> **Requirement**:
In the entries below, find the line with "assert_eq!(compiled.page_priors.len(), 1);" and print exactly every line from there up to and including the line with "Retries quarantined records", with no other lines.

> **Input for this task**:

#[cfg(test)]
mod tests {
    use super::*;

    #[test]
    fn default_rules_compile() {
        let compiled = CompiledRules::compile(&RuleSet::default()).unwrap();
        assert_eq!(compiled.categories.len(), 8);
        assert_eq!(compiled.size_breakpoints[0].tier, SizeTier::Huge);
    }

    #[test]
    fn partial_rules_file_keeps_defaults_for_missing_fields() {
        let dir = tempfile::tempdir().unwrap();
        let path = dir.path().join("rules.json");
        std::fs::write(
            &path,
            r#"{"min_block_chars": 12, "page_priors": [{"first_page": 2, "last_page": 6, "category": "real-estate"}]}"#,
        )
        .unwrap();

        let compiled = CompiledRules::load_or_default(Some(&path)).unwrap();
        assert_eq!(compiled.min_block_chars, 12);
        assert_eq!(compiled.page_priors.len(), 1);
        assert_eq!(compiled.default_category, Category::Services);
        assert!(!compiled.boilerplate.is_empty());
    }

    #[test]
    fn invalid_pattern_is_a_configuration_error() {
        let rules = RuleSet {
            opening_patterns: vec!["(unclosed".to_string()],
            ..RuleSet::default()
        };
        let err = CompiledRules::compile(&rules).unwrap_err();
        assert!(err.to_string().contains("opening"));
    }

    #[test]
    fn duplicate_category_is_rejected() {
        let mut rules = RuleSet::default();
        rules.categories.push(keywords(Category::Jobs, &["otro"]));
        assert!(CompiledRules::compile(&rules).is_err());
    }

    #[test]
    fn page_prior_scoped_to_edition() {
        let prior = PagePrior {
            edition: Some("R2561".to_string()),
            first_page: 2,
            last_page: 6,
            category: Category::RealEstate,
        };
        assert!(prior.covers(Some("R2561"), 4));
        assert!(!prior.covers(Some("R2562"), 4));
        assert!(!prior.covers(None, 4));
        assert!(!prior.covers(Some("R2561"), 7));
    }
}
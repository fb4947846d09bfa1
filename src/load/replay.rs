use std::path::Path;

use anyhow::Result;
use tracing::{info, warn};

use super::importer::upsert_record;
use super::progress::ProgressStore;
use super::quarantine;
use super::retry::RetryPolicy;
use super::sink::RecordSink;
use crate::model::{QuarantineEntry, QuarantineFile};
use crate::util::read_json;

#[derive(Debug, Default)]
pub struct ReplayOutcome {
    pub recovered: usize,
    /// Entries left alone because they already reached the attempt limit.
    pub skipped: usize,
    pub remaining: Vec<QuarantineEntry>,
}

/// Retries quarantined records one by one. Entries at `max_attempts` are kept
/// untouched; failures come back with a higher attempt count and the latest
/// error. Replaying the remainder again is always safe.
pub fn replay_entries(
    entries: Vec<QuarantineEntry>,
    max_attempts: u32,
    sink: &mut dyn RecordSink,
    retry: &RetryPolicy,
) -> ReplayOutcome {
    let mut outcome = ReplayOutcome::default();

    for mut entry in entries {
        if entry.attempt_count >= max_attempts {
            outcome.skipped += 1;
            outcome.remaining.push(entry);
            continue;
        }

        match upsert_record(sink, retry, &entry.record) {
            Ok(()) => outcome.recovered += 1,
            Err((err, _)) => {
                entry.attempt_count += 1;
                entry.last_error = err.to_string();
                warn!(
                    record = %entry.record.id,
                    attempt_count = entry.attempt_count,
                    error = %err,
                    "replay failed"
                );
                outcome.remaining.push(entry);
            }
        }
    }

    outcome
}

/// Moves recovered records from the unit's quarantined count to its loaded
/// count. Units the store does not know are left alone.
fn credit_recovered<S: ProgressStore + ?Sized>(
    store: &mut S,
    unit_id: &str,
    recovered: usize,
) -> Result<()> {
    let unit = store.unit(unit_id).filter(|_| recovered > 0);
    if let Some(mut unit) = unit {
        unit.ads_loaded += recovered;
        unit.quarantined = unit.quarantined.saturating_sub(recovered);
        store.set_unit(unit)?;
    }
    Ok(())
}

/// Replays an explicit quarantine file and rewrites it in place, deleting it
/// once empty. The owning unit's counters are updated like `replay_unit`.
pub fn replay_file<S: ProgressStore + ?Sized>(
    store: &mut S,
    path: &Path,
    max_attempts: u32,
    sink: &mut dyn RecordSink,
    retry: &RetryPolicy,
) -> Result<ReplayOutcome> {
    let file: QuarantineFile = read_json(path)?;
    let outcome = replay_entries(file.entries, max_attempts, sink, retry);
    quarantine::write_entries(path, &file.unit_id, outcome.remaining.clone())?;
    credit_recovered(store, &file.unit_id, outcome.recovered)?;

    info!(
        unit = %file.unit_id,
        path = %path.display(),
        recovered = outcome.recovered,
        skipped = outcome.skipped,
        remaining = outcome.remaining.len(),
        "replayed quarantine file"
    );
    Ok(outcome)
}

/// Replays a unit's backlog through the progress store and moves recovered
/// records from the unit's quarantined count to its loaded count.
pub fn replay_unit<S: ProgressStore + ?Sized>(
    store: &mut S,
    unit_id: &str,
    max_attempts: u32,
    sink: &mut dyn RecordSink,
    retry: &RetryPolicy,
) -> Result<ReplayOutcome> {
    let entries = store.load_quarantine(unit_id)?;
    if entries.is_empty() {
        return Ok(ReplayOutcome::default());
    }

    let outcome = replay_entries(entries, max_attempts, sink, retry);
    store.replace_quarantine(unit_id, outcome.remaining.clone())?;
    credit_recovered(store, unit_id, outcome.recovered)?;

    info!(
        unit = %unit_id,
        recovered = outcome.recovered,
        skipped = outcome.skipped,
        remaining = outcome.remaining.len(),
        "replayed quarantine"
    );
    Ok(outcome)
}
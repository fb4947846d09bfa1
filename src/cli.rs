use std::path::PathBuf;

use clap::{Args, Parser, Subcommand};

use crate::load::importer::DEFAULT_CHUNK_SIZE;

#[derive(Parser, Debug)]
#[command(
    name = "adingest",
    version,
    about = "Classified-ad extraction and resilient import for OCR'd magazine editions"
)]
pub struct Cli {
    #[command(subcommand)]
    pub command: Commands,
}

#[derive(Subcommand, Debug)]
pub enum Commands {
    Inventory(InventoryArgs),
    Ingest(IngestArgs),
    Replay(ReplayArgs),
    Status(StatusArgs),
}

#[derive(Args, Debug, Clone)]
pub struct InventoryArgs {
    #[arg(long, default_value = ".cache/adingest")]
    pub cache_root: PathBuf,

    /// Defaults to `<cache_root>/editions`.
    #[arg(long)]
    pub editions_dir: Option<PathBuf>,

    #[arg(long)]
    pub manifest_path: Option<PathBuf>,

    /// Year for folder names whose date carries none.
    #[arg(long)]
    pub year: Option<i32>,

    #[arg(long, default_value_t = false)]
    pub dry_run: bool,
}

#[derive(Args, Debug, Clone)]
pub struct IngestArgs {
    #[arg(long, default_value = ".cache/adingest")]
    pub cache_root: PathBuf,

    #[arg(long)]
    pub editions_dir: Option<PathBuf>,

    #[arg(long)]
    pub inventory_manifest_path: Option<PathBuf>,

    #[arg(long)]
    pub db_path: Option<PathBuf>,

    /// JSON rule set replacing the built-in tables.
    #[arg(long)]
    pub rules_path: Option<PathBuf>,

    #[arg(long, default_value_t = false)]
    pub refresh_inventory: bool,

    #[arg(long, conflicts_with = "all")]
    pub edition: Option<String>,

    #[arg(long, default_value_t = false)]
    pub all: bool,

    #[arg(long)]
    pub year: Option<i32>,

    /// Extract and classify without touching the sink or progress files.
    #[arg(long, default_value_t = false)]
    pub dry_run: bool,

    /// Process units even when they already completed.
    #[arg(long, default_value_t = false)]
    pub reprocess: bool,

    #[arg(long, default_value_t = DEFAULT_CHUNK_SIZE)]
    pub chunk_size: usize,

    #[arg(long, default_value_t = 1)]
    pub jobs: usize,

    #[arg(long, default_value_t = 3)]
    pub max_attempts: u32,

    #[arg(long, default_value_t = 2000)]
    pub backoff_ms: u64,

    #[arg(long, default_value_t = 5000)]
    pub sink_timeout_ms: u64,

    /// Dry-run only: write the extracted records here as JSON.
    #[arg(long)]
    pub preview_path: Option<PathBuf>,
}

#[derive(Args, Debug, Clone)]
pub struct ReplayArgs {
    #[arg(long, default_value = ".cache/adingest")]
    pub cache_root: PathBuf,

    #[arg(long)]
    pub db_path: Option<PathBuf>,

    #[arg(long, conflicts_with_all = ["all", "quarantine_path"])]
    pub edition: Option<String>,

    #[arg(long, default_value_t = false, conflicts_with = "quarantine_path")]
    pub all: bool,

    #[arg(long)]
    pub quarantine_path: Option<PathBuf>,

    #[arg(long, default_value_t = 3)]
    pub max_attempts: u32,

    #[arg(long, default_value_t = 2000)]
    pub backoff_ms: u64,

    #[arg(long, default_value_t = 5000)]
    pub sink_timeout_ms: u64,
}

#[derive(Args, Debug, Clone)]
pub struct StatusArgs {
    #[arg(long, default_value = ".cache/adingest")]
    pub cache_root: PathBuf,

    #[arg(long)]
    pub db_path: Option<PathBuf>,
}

> **Reply**:
        assert_eq!(compiled.page_priors.len(), 1);
        assert_eq!(compiled.default_category, Category::Services);
        assert!(!compiled.boilerplate.is_empty());
    }

    #[test]
    fn invalid_pattern_is_a_configuration_error() {
        let rules = RuleSet {
            opening_patterns: vec!["(unclosed".to_string()],
            ..RuleSet::default()
        };
        let err = CompiledRules::compile(&rules).unwrap_err();
        assert!(err.to_string().contains("opening"));
    }

    #[test]
    fn duplicate_category_is_rejected() {
        let mut rules = RuleSet::default();
        rules.categories.push(keywords(Category::Jobs, &["otro"]));
        assert!(CompiledRules::compile(&rules).is_err());
    }

    #[test]
    fn page_prior_scoped_to_edition() {
        let prior = PagePrior {
            edition: Some("R2561".to_string()),
            first_page: 2,
            last_page: 6,
            category: Category::RealEstate,
        };
        assert!(prior.covers(Some("R2561"), 4));
        assert!(!prior.covers(Some("R2562"), 4));
        assert!(!prior.covers(None, 4));
        assert!(!prior.covers(Some("R2561"), 7));
    }
}
repository fb4947846d09bfa1
filename src/load/replay.rs
use std::path::Path;

use anyhow::Result;
use tracing::{info, warn};

use super::importer::upsert_record;
use super::progress::ProgressStore;
use super::quarantine;
use super::retry::RetryPolicy;
use super::sink::RecordSink;
use crate::model::{QuarantineEntry, QuarantineFile};
use crate::util::read_json;

#[derive(Debug, Default)]
pub struct ReplayOutcome {
    pub recovered: usize,
    /// Entries left alone because they already reached the attempt limit.
    pub skipped: usize,
    pub remaining: Vec<QuarantineEntry>,
}

/// Retries quarantined records one by one. Entries at `max_attempts` are kept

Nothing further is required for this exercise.